— Ох, — тихо произношу я. — И что теперь будет?
— Ну, — бодро говорит она, — мы мягко стимулируем роды, что не страшно, так как срок у вас приличный. Мы начнем с того, что прямо в шейку матки введем лекарство, которое поможет ей немного раскрыться, пока вы будете спать. Утром мы внутривенно введем вам питоцин[226], который запустит схватки. Когда они станут болезненными, вам можно будет сделать эпидуралку, так что не переживайте.
— Окей, — говорю я. — То есть завтра я рожу ребенка?
— Да, мэ-эм! — пропевает она, выдавливая голубой гель на мой напряженный живот, и я улавливаю легкий южный акцент. Поверить не могу, что завтра в это же время у меня будет настоящий младенец вместо беременного живота.
Врач уходит. Фрэн — так представляется моя медсестра — начинает вбивать мои данные в компьютер. Откинув темные волосы назад, она поворачивается ко мне.
— Сколько тебе лет, милая? — спрашивает она. — Ты так юно выглядишь!
— Мне девятнадцать.
— Вау! Я думала, тебе где-то двадцать, но ты даже младше. — Она делает паузу. — Ну и ладно, бодрое начало — это хорошо.
Я вяло улыбаюсь, потому что знаю, что она так не считает; она осуждает меня.
Двадцать четыре часа спустя доктор Патрик будит меня с широкой улыбкой на лице.
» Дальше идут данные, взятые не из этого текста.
//! Capability derivation
//!
//! Copy, Mint and capability transfer never store a capability verbatim:
//! they store what [`KernelState::derive_cap`] makes of it. Capabilities
//! that must stay unique derive to Null, and a copied frame does not carry
//! its mapping.

use sable_cap::{Cap, CdtOps, SlotRef};

use crate::syscall::SyscallError;
use crate::KernelState;

impl KernelState {
    /// The capability a copy of `cap` (held in `slot`) receives.
    pub fn derive_cap(&self, slot: SlotRef, cap: Cap) -> Result<Cap, SyscallError> {
        match cap {
            Cap::Zombie { .. } | Cap::IrqControl | Cap::Reply { .. } => Ok(Cap::Null),
            Cap::Untyped { .. } => {
                self.objects.ensure_no_children(slot)?;
                Ok(cap)
            }
            Cap::Frame {
                base,
                size_bits,
                rights,
                is_device,
                ..
            } => Ok(Cap::Frame {
                base,
                size_bits,
                rights,
                is_device,
                mapping: None,
            }),
            // An unmapped copy could be installed a second time.
            Cap::PageTable {
                is_root: false,
                mapping: None,
                ..
            } => Err(SyscallError::IllegalOperation),
            other => Ok(other),
        }
    }
}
— Пора! — громко поет она.
Чернокожий медбрат придерживает одну мою ногу, потому что Эли больше не может прикасаться ко мне, и его руки выглядят шокирующе темными на фоне моей бледной кожи, что само по себе кажется вопиющим нарушением табу. Интересно, думаю я, чем же лучше, чтобы на мои самые интимные места смотрел чернокожий мужчина, а не мой муж. Однако сейчас я нечиста, и дело не во мне, а в том, чтобы не осквернить Эли.
Внезапно я ощущаю чудовищную тягу в животе, будто из меня высасывают все внутренности. Тяжелый груз выскальзывает из моей утробы за долю секунды, и весь живот опадает так быстро, что кажется, будто я шлепнулась с большой высоты. Это усилие выбивает из меня дух.
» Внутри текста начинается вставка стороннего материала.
//! Notification operations.
//!
//! A notification is a word of signal bits. Signals OR their badge into
//! the word; a wait either consumes the accumulated word at once or blocks
//! until the next signal. A thread may be bound to one notification, in
//! which case a signal also wakes it from an endpoint receive.

use sable_cap::{Cap, NotificationState, ObjectRef, ThreadState, TcbQueue};

use super::queue::{ep_append, ep_dequeue, next_in_queue};
use crate::object::context::BADGE_REG;
use crate::KernelState;

impl KernelState {
    /// Signal `ntfn` with `badge`.
    pub fn send_signal(&mut self, ntfn: ObjectRef, badge: u64) {
        let notification = *self.objects.notification(ntfn);
        match notification.state {
            NotificationState::Idle => {
                let bound = notification.bound_tcb;
                if bound.is_valid()
                    && matches!(
                        self.objects.tcb(bound).state,
                        ThreadState::BlockedOnReceive { .. }
                    )
                {
                    self.cancel_ipc(bound);
                    self.set_thread_state(bound, ThreadState::Running);
                    self.objects.tcb_mut(bound).context.set(BADGE_REG, badge);
                    self.possible_switch_to(bound);
                    log::trace!("ipc: signal {} woke bound {}", ntfn, bound);
                } else {
                    self.objects.notification_mut(ntfn).accumulate(badge);
                }
            }
            NotificationState::Waiting => {
                let dest = notification.queue.head;
                assert!(dest.is_valid(), "wait queue of {ntfn} is empty");
                let queue = ep_dequeue(&mut self.objects, notification.queue, dest);
                self.objects.notification_mut(ntfn).set_waiters(queue);
                self.set_thread_state(dest, ThreadState::Running);
                self.objects.tcb_mut(dest).context.set(BADGE_REG, badge);
                self.possible_switch_to(dest);
                log::trace!("ipc: signal {} woke {}", ntfn, dest);
            }
            NotificationState::Active => {
                self.objects.notification_mut(ntfn).accumulate(badge);
            }
        }
    }

    /// Wait on the notification `cap` names.
    pub fn receive_signal(&mut self, thread: ObjectRef, cap: Cap, blocking: bool) {
        let Cap::Notification { object: ntfn, .. } = cap else {
            panic!("receive_signal on {cap}");
        };
        let notification = *self.objects.notification(ntfn);
        match notification.state {
            NotificationState::Idle | NotificationState::Waiting => {
                if !blocking {
                    self.do_nb_recv_failed_transfer(thread);
                    return;
                }
                self.set_thread_state(
                    thread,
                    ThreadState::BlockedOnNotification { notification: ntfn },
                );
                let queue = ep_append(&mut self.objects, notification.queue, thread);
                self.objects.notification_mut(ntfn).set_waiters(queue);
            }
            NotificationState::Active => {
                self.objects
                    .tcb_mut(thread)
                    .context
                    .set(BADGE_REG, notification.msg_identifier);
                self.objects.notification_mut(ntfn).state = NotificationState::Idle;
            }
        }
    }

    /// Stop `thread` waiting on `ntfn`.
    pub fn cancel_signal(&mut self, thread: ObjectRef, ntfn: ObjectRef) {
        let queue = self.objects.notification(ntfn).queue;
        let queue = ep_dequeue(&mut self.objects, queue, thread);
        self.objects.notification_mut(ntfn).set_waiters(queue);
        self.set_thread_state(thread, ThreadState::Inactive);
    }

    /// Wake every thread waiting on `ntfn` to retry its wait.
    pub fn cancel_all_signals(&mut self, ntfn: ObjectRef) {
        let notification = *self.objects.notification(ntfn);
        if notification.state != NotificationState::Waiting {
            return;
        }
        self.objects
            .notification_mut(ntfn)
            .set_waiters(TcbQueue::EMPTY);
        let mut thread = notification.queue.head;
        while thread.is_valid() {
            let next = next_in_queue(&self.objects, thread);
            self.set_thread_state(thread, ThreadState::Restart);
            self.tcb_sched_enqueue(thread);
            thread = next;
        }
        self.reschedule_required();
    }

    /// Deliver the active signal word of `ntfn` to `thread`.
    pub fn complete_signal(&mut self, ntfn: ObjectRef, thread: ObjectRef) {
        let notification = self.objects.notification_mut(ntfn);
        assert!(
            notification.is_active(),
            "completing signal of inactive {ntfn}"
        );
        notification.state = NotificationState::Idle;
        let badge = notification.msg_identifier;
        self.objects.tcb_mut(thread).context.set(BADGE_REG, badge);
    }

    pub fn bind_notification(&mut self, tcb: ObjectRef, ntfn: ObjectRef) {
        self.objects.notification_mut(ntfn).bound_tcb = tcb;
        self.objects.tcb_mut(tcb).bound_notification = ntfn;
    }

    fn do_unbind_notification(&mut self, ntfn: ObjectRef, tcb: ObjectRef) {
        self.objects.notification_mut(ntfn).bound_tcb = ObjectRef::NULL;
        self.objects.tcb_mut(tcb).bound_notification = ObjectRef::NULL;
    }

    /// Unbind `tcb` from its notification, if it has one.
    pub fn unbind_notification(&mut self, tcb: ObjectRef) {
        let ntfn = self.objects.tcb(tcb).bound_notification;
        if ntfn.is_valid() {
            self.do_unbind_notification(ntfn, tcb);
        }
    }

    /// Unbind the thread bound to `ntfn`, if there is one.
    pub fn unbind_maybe_notification(&mut self, ntfn: ObjectRef) {
        let tcb = self.objects.notification(ntfn).bound_tcb;
        if tcb.is_valid() {
            self.do_unbind_notification(ntfn, tcb);
        }
    }
}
Доктор Патрик спрашивает, хочу ли я увидеть ребенка сразу или подождать, пока его обмоют.
— Нет, обмойте его сначала. Я пока не хочу его видеть.
Мимолетный взгляд на пищащее, скользкое розовое нечто вызывает у меня тошноту. Эли уже возле люльки, подглядывает из-за плеч врачей. Мне хочется запомнить это ощущение — как внутренности выскальзывают из меня, — но оно быстро угасает. Я в жизни не чувствовала ничего подобного. Еще долго я буду задаваться вопросом, был ли тот момент единственным за все пять лет моего брака, когда я ощущала себя по-настоящему живой. В сравнении с ним все остальные события стали казаться ложными и мутными, как галлюцинации. Думаю, что этот самый миг и пробудил меня от спячки и заставил снова бороться за счастье.